*** Provided information ***

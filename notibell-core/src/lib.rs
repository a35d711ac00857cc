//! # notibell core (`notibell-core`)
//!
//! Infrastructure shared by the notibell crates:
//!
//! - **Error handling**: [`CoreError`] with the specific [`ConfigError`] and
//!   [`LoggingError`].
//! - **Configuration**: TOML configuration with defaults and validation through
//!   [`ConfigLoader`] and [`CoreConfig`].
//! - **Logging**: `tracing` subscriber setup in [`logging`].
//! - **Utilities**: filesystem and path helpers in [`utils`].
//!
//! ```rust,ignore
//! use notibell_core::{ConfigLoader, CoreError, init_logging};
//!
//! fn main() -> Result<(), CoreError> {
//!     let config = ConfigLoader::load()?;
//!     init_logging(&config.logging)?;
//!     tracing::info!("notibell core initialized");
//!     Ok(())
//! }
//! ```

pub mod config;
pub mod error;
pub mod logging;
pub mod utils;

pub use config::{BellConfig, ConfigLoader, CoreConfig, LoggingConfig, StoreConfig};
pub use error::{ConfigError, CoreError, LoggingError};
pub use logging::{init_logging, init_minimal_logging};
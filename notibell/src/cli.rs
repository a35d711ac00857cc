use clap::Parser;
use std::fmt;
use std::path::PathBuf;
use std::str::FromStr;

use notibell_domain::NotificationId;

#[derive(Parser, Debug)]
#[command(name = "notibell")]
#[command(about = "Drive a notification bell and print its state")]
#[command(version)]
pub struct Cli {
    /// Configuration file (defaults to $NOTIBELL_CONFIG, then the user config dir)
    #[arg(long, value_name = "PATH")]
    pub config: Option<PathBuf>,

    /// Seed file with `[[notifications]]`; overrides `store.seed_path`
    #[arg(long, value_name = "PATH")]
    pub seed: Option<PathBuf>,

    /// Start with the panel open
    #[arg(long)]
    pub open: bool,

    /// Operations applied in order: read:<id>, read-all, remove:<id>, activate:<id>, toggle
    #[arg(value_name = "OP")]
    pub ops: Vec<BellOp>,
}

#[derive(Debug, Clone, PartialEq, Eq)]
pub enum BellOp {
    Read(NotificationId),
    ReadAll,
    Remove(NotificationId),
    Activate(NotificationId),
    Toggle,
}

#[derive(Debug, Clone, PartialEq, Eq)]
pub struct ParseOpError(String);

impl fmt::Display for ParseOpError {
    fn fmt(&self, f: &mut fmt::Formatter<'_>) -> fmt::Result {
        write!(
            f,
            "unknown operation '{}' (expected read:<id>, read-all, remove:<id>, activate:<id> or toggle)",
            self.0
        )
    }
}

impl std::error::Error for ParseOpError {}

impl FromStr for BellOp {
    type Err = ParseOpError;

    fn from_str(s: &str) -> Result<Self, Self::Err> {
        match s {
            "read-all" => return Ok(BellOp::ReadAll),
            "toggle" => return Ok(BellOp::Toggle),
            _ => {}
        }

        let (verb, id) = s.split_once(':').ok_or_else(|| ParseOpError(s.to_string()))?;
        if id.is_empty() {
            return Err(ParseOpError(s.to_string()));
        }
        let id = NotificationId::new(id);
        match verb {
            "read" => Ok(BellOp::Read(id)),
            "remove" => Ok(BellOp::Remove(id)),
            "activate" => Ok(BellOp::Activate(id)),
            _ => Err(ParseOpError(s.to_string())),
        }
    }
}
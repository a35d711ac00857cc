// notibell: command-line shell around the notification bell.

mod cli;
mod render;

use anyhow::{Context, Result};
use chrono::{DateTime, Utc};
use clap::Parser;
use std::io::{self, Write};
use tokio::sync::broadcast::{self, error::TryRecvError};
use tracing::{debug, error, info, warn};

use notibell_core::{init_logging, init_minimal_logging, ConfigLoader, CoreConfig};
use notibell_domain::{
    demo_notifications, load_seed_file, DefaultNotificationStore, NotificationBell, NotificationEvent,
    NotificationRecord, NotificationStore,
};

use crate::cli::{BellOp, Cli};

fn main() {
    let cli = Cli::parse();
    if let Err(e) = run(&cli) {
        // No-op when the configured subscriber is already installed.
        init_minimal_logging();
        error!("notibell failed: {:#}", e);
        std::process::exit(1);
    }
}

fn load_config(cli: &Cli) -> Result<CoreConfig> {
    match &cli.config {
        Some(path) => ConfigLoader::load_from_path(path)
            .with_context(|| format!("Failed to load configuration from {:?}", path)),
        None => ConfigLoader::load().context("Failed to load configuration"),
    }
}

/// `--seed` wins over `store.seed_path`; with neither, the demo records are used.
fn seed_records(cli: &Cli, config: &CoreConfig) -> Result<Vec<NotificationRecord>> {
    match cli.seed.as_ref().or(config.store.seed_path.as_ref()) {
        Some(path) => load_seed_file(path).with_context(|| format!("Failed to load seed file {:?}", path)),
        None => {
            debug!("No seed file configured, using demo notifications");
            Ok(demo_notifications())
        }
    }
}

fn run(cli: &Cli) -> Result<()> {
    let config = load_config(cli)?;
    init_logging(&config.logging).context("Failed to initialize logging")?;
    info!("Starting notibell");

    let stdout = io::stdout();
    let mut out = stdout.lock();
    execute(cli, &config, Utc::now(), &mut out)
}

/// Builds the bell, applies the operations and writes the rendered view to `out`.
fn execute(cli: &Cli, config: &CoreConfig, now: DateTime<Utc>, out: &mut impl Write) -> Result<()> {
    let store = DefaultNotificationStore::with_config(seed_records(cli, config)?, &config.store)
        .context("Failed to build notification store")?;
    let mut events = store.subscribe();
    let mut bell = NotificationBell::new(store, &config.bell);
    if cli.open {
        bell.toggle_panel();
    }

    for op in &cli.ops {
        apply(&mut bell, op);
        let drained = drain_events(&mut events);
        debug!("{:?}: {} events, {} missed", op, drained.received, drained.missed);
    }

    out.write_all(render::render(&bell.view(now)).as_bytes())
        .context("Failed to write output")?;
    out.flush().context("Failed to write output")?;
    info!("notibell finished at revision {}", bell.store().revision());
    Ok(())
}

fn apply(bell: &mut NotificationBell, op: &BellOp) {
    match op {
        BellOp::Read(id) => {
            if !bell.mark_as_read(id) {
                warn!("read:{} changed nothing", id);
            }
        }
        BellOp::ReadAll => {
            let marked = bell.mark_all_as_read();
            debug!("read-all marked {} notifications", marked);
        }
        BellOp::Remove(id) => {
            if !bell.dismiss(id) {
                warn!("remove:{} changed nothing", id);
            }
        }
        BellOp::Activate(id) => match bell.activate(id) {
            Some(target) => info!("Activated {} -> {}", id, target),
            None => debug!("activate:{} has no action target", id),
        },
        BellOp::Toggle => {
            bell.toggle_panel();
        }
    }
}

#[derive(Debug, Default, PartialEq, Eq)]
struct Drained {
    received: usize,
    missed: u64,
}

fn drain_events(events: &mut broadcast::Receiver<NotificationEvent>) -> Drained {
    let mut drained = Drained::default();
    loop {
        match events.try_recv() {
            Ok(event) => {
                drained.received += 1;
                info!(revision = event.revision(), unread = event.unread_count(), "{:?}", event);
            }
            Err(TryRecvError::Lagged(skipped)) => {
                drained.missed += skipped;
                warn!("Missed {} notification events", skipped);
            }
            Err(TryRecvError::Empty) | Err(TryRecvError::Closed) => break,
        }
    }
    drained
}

*** End of Provided information ***

- _What needs to be done_
Report the number of lines in the listing where the string "derive" appears, and nothing besides.

- _Exercise answer_
4